My previous reviews of TTA Press publications linked from HERE.

When I real-time review the fiction in this edition of INTERZONE, my comments will be found in the thought stream below or by clicking on this post’s title above…

10 thoughts on “Interzone #261

  1. FIVE CONVERSATIONS WITH MY DAUGHTER (WHO TRAVELS IN TIME) by Malcolm Devlin
    “Six across, see fifteen down. Fifteen down, see six across.”
    A revelatorily absorbing, simply narrated, account of five interactions across the coordinates of time till the truth can be triangulated, a triangulation much like my own real-time dreamcatching over the last few years, if I may say so. The crossword analogy embodied in that quote is not only a brilliant one regarding the constraints of time travel, but the numbers involved there also possibly relate to the ages of the narrator’s daughter. She first told him she could time travel when she returned to her six year old self. We begin to understand the fallible nature of the narrator (a motorbike courier) as father and husband – and the walking-upon-eggshells nature of what is really going on between father and daughter across their cross-section, but we finally do believe in the integrity of both characters, and their need to optimise but not change the rules of time. “After all, who do we pray to, if not the future…”

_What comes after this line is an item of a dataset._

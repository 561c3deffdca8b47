pub mod overview_view;
pub mod studios_view;

pub use overview_view::OverviewView;
pub use studios_view::StudiosView;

  2. WE MIGHT BE SIMS by Rich Larson
    “If it was real, there’d be stars.”
    Or reality is 2/3. A triangulating ratio that reminds me of the numbered coordinates of reality during time travel in the Devlin. But there the similarity ends!
    Here, we enter ‘2001, Obscene Odyssey’ except that year’s number is just a guess – on my own part from my own past.

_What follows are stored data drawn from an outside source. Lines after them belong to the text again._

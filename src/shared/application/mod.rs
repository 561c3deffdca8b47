/// Shared application layer patterns
///
/// Application-level abstractions used across multiple pages.
pub mod pagination;
pub mod remote;
pub mod selection;

pub use pagination::*;
pub use remote::{FetchSequence, FetchTicket, RemoteData};
pub use selection::MultiSelect;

    Vilely tongued, and an old codger witnesses a younger couple’s attempts to make things real through sex, plus a muted abstract painting splattered on a pod’s wall for three palm prints to be impressed as a collusive code needed to open the pod’s door to see how real that black sky REALLY is. Three convicts on their way to a prison in Europa? Or a virtual experiment on sims or expendable humans who feel they are real but sense they are sims, or feel they are sims but sense they are real. Or other permutations. My mind was blasted by this text. It whittled my margins. Guided by a Joycean joystick.
    Fiction with characters who believe they are believable.
    “Reality is whatever hurts most,…”
  3. HEARTSICK by Greg Kurzawa
    “It certainly occurred to Martin that there was something obscene in his handling of a strange woman’s heart. Or if not obscene, at least intimate.”
    Thus, this remarkable work demonstrates, in its own more gentle, yet heart-rending, way, the obscene intimacy of the Larson. But it also blends with that same story’s sense of doubtful self-reality as sims bearing in mind his own preternatural ability to survive without his heart after being treated on a paper-covered surgical table, like the paper of these pages where it is actually portrayed.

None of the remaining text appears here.